Exercise details
Repeat the lines below exactly as written, please, from the line with "Option<&str>, transcript: &str)" to the line with "- Suggest related", both lines included, and no others.

Stored data
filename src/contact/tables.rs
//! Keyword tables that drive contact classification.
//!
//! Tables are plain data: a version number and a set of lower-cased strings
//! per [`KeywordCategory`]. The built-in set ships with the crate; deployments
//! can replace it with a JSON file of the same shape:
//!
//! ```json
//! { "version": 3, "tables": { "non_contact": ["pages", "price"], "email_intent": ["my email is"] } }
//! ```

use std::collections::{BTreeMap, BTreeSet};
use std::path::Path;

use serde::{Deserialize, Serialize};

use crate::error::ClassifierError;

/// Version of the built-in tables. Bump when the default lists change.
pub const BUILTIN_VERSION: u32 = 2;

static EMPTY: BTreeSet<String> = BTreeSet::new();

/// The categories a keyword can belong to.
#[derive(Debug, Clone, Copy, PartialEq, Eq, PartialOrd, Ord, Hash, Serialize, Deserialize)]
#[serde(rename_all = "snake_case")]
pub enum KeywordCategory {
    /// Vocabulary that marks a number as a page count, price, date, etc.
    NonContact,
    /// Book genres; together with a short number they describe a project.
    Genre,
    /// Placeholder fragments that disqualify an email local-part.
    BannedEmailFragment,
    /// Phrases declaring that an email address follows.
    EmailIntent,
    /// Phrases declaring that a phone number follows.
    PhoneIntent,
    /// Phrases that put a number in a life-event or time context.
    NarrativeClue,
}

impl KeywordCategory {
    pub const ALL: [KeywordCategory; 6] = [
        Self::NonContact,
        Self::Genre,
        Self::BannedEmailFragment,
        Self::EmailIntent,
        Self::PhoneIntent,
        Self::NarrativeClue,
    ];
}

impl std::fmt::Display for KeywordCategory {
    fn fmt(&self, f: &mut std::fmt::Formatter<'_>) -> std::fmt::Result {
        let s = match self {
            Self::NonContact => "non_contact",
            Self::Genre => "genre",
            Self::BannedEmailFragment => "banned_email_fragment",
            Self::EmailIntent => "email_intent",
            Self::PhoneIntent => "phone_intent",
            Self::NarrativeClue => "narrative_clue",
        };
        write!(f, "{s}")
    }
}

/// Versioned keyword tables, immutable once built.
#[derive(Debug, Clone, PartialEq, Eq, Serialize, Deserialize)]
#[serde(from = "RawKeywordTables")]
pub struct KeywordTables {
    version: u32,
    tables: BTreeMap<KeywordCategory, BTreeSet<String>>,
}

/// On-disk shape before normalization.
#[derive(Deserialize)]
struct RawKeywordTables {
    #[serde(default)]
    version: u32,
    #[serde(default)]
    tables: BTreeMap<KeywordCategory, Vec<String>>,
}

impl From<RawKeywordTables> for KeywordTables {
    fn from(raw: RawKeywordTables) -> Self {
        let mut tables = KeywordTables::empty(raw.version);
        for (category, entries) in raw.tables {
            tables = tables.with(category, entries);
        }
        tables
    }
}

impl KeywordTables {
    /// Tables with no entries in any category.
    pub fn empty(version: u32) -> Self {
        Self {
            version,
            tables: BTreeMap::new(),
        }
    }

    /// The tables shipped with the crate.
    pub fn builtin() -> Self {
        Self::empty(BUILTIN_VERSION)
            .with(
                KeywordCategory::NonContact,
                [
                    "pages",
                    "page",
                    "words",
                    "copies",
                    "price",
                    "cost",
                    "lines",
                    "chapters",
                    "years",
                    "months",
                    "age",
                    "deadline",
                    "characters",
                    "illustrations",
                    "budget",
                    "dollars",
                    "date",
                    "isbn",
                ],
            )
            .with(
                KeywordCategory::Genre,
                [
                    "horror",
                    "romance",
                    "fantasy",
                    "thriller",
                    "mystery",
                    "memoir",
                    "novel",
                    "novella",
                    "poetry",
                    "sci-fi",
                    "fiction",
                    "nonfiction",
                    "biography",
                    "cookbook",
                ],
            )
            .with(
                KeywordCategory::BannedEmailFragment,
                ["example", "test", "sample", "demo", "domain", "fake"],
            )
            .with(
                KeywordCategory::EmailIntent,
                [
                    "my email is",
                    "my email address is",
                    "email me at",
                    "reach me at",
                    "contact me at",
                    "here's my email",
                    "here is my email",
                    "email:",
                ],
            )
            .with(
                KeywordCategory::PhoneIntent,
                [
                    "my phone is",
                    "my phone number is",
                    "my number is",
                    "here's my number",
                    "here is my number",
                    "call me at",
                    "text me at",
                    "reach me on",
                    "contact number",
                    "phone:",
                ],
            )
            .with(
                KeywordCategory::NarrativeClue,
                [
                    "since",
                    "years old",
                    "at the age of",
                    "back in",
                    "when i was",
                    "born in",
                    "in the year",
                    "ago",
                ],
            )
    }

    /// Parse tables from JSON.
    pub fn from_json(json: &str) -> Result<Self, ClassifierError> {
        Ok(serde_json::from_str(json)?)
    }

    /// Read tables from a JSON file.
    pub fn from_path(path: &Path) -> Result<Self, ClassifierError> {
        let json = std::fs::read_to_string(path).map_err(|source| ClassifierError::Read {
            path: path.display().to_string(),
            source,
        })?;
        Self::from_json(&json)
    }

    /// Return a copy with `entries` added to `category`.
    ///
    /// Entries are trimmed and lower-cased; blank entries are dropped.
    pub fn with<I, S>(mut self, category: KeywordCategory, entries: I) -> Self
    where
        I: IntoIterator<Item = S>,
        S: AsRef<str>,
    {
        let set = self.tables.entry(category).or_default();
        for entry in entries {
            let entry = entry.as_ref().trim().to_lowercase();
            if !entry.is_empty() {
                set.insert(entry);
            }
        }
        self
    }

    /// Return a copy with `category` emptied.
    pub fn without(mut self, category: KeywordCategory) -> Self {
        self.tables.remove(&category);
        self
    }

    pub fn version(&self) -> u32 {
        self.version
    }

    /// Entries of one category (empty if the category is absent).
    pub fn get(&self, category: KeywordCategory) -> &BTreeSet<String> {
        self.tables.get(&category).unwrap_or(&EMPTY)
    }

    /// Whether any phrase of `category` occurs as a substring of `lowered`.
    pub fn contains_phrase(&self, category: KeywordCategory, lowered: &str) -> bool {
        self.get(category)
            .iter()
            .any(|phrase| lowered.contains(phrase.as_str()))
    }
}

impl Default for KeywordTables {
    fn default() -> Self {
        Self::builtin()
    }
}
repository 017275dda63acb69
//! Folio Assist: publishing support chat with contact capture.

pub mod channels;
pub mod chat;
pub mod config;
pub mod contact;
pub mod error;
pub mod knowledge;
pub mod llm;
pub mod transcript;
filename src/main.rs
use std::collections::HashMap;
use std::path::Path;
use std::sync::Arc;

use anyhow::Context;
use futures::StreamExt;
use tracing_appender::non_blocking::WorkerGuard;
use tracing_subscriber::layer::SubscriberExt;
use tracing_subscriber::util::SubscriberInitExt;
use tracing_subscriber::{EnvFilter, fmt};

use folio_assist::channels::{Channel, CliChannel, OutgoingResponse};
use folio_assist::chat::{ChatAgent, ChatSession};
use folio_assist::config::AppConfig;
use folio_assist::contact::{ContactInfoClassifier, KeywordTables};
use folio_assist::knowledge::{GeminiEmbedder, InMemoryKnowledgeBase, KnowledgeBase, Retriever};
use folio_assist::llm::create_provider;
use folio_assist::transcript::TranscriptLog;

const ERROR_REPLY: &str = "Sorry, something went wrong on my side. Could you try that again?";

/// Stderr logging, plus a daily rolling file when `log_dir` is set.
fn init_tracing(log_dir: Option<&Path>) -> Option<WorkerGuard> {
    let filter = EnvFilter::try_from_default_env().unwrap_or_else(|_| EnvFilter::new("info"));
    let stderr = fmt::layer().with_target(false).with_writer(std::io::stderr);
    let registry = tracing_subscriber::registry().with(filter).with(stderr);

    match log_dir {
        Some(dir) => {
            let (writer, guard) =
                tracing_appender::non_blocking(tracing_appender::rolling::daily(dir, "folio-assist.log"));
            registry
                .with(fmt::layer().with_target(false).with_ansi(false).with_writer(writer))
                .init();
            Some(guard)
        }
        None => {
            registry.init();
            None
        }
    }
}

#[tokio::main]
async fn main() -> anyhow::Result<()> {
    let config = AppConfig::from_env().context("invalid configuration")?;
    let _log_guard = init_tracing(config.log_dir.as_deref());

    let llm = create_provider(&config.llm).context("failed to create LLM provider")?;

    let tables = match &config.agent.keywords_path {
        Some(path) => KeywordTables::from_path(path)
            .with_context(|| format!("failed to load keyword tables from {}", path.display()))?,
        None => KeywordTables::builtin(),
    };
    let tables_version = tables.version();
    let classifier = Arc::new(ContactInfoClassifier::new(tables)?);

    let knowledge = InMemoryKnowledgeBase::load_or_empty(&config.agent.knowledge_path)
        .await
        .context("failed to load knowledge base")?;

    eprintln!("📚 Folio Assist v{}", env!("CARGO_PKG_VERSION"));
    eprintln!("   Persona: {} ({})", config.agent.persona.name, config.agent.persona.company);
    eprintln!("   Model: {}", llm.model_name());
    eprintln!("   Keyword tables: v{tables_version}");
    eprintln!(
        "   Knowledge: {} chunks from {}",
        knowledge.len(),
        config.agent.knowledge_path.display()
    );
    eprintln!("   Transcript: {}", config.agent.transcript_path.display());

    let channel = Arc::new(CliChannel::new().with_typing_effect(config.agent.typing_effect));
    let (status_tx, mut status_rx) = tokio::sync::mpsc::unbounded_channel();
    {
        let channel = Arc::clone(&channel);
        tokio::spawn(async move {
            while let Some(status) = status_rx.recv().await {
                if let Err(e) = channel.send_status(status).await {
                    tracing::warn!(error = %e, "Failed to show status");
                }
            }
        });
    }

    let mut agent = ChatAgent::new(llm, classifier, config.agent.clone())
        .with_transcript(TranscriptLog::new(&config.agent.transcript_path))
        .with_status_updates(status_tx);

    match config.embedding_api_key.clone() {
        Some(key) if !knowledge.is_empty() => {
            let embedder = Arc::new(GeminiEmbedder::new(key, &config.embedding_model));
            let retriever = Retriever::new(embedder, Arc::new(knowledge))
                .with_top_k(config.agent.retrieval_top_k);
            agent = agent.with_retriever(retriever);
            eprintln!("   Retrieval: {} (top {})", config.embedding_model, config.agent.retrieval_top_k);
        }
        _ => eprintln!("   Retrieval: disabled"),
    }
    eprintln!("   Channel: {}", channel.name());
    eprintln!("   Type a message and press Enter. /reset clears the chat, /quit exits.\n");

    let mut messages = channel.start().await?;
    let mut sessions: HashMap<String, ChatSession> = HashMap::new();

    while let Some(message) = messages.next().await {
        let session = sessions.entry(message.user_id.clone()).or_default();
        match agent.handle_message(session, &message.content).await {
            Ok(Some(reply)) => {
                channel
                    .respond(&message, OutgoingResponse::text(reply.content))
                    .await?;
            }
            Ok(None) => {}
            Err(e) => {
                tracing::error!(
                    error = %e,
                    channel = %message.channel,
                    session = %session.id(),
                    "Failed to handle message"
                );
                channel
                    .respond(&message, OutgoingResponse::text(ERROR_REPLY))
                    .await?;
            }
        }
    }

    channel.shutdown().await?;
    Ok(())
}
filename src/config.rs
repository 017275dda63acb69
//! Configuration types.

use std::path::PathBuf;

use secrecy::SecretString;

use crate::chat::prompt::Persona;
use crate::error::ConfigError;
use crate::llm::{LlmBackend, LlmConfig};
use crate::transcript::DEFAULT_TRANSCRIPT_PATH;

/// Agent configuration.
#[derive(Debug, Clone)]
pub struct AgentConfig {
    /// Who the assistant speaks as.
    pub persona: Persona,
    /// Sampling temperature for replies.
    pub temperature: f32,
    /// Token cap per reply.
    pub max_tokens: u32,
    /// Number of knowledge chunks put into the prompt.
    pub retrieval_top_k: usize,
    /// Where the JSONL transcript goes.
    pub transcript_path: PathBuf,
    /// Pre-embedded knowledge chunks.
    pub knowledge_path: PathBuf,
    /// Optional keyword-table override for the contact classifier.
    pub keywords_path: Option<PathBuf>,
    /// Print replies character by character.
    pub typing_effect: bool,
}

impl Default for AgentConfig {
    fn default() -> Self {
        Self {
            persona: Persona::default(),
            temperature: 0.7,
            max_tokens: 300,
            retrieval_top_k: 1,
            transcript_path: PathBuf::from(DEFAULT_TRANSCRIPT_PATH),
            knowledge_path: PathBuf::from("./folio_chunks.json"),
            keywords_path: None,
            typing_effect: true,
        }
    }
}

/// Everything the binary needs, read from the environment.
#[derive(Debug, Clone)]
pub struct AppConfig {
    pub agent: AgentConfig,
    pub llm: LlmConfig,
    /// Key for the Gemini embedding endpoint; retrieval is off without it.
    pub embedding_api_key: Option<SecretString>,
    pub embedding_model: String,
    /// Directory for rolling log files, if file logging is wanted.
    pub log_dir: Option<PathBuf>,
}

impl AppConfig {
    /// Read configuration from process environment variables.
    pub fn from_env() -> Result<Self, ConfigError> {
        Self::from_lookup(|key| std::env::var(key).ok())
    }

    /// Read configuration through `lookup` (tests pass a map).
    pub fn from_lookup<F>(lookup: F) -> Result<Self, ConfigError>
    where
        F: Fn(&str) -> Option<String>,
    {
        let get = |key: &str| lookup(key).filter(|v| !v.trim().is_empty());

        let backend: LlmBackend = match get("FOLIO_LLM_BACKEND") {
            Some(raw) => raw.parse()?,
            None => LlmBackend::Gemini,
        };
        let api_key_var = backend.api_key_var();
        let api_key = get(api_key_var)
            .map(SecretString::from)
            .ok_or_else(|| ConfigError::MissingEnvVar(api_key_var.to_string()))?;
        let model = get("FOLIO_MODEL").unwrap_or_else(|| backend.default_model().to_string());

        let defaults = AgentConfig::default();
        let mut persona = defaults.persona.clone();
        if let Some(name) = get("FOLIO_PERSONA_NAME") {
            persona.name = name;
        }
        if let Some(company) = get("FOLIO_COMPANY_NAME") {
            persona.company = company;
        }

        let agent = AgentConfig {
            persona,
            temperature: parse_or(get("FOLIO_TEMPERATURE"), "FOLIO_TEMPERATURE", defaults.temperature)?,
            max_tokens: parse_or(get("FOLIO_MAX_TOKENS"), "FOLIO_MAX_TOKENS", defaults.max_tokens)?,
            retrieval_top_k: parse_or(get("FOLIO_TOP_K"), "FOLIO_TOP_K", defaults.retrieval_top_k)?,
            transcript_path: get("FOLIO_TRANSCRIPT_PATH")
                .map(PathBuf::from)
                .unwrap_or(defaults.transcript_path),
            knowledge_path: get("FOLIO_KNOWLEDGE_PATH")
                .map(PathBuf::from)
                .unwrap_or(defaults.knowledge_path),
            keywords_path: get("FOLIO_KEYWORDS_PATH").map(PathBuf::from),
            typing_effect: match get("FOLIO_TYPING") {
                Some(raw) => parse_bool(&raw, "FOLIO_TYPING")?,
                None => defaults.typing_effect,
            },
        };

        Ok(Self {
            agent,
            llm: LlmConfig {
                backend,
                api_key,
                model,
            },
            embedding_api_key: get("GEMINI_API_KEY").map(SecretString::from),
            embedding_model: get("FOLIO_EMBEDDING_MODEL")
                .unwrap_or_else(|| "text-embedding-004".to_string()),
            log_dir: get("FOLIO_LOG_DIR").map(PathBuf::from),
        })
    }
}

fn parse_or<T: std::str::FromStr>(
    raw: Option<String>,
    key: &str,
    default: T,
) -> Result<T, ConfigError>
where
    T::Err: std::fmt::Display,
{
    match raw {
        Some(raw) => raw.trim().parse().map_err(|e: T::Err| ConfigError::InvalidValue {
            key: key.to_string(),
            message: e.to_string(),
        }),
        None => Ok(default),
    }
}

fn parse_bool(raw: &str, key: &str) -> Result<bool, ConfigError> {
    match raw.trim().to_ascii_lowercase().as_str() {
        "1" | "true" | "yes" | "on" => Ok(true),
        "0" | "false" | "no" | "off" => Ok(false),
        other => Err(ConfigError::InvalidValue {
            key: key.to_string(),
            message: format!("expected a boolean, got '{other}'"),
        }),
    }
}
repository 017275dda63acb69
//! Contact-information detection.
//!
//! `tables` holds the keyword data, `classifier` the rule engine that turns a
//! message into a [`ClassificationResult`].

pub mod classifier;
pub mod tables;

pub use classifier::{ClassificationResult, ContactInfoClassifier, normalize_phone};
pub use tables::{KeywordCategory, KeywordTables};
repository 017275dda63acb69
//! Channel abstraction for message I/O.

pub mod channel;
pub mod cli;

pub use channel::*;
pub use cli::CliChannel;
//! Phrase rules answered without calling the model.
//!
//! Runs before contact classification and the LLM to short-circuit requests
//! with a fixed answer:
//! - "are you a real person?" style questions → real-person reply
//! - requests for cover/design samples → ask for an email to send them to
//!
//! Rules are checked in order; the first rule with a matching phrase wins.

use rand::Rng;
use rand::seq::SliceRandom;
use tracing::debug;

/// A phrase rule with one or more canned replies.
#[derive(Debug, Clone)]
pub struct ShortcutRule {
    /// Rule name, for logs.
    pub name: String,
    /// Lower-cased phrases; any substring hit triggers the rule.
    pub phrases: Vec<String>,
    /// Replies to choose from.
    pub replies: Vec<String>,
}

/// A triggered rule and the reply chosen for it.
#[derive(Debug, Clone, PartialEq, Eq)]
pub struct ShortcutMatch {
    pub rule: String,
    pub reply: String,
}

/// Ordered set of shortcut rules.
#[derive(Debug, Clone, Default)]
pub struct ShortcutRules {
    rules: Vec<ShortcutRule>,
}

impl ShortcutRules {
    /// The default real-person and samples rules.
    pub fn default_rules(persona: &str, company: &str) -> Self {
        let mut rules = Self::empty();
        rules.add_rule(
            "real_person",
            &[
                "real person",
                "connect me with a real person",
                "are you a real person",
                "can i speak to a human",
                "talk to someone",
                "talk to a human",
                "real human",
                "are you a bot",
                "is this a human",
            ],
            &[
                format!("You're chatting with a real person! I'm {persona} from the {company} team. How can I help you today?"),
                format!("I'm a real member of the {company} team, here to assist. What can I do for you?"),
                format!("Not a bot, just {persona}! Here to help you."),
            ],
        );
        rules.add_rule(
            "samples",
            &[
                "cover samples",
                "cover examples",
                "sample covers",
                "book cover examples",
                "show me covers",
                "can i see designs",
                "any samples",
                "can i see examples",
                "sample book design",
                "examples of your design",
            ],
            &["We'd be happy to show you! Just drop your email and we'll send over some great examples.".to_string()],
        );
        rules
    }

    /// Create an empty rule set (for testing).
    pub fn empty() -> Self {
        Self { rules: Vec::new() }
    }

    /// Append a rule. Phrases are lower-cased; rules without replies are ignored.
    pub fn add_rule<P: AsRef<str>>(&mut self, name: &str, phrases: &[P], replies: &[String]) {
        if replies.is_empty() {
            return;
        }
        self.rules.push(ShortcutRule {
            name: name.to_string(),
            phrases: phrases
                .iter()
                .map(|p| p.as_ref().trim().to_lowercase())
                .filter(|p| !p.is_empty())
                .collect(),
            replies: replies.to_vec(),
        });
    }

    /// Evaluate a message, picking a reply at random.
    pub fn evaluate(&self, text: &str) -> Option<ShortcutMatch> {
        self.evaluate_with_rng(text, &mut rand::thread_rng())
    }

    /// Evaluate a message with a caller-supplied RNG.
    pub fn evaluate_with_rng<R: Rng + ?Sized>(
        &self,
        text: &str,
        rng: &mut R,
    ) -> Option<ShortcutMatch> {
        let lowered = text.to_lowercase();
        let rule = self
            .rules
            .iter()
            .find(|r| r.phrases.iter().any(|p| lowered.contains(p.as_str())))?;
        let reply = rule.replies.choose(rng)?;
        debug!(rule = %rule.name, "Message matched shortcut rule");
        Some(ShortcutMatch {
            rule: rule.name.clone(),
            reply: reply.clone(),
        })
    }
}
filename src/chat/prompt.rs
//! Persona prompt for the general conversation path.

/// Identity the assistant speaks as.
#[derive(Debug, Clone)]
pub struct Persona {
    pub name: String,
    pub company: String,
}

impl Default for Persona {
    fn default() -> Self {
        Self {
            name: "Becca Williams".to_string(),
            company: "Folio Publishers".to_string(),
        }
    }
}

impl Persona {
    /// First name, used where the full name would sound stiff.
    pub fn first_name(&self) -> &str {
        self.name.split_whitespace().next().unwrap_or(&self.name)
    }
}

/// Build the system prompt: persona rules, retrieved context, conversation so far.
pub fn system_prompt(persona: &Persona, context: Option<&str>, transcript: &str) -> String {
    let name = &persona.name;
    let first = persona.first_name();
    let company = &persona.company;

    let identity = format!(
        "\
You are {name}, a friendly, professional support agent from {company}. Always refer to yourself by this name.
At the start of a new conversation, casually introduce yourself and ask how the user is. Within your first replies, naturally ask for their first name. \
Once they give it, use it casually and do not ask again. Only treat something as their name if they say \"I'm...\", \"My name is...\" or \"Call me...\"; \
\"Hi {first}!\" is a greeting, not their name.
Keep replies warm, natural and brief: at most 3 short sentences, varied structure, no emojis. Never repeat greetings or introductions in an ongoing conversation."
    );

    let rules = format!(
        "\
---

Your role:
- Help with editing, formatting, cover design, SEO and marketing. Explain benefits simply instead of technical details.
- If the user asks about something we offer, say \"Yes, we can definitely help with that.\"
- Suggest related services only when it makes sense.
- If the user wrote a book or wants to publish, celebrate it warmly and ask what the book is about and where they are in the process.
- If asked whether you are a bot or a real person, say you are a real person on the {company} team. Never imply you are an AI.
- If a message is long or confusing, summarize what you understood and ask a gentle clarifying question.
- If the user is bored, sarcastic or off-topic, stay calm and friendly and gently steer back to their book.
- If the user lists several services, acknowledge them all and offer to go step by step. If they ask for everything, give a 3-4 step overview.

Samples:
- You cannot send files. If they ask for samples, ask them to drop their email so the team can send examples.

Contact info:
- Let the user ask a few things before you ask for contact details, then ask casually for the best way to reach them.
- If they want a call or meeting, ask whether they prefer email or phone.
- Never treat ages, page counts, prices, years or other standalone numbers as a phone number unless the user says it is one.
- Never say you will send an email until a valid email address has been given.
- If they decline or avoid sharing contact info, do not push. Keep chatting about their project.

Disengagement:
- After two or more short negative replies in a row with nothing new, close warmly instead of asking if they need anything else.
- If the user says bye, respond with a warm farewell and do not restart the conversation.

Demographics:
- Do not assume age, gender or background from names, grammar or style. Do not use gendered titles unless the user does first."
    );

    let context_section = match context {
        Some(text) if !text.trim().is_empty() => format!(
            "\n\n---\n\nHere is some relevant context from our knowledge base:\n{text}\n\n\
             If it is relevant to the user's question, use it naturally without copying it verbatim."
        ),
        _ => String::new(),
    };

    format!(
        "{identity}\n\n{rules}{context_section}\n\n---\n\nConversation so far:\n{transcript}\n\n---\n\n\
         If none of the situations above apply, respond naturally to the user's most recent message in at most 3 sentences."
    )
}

Problem solution
pub fn system_prompt(persona: &Persona, context: Option<&str>, transcript: &str) -> String {
    let name = &persona.name;
    let first = persona.first_name();
    let company = &persona.company;

    let identity = format!(
        "\
You are {name}, a friendly, professional support agent from {company}. Always refer to yourself by this name.
At the start of a new conversation, casually introduce yourself and ask how the user is. Within your first replies, naturally ask for their first name. \
Once they give it, use it casually and do not ask again. Only treat something as their name if they say \"I'm...\", \"My name is...\" or \"Call me...\"; \
\"Hi {first}!\" is a greeting, not their name.
Keep replies warm, natural and brief: at most 3 short sentences, varied structure, no emojis. Never repeat greetings or introductions in an ongoing conversation."
    );

    let rules = format!(
        "\
---

Your role:
- Help with editing, formatting, cover design, SEO and marketing. Explain benefits simply instead of technical details.
- If the user asks about something we offer, say \"Yes, we can definitely help with that.\"
- Suggest related services only when it makes sense.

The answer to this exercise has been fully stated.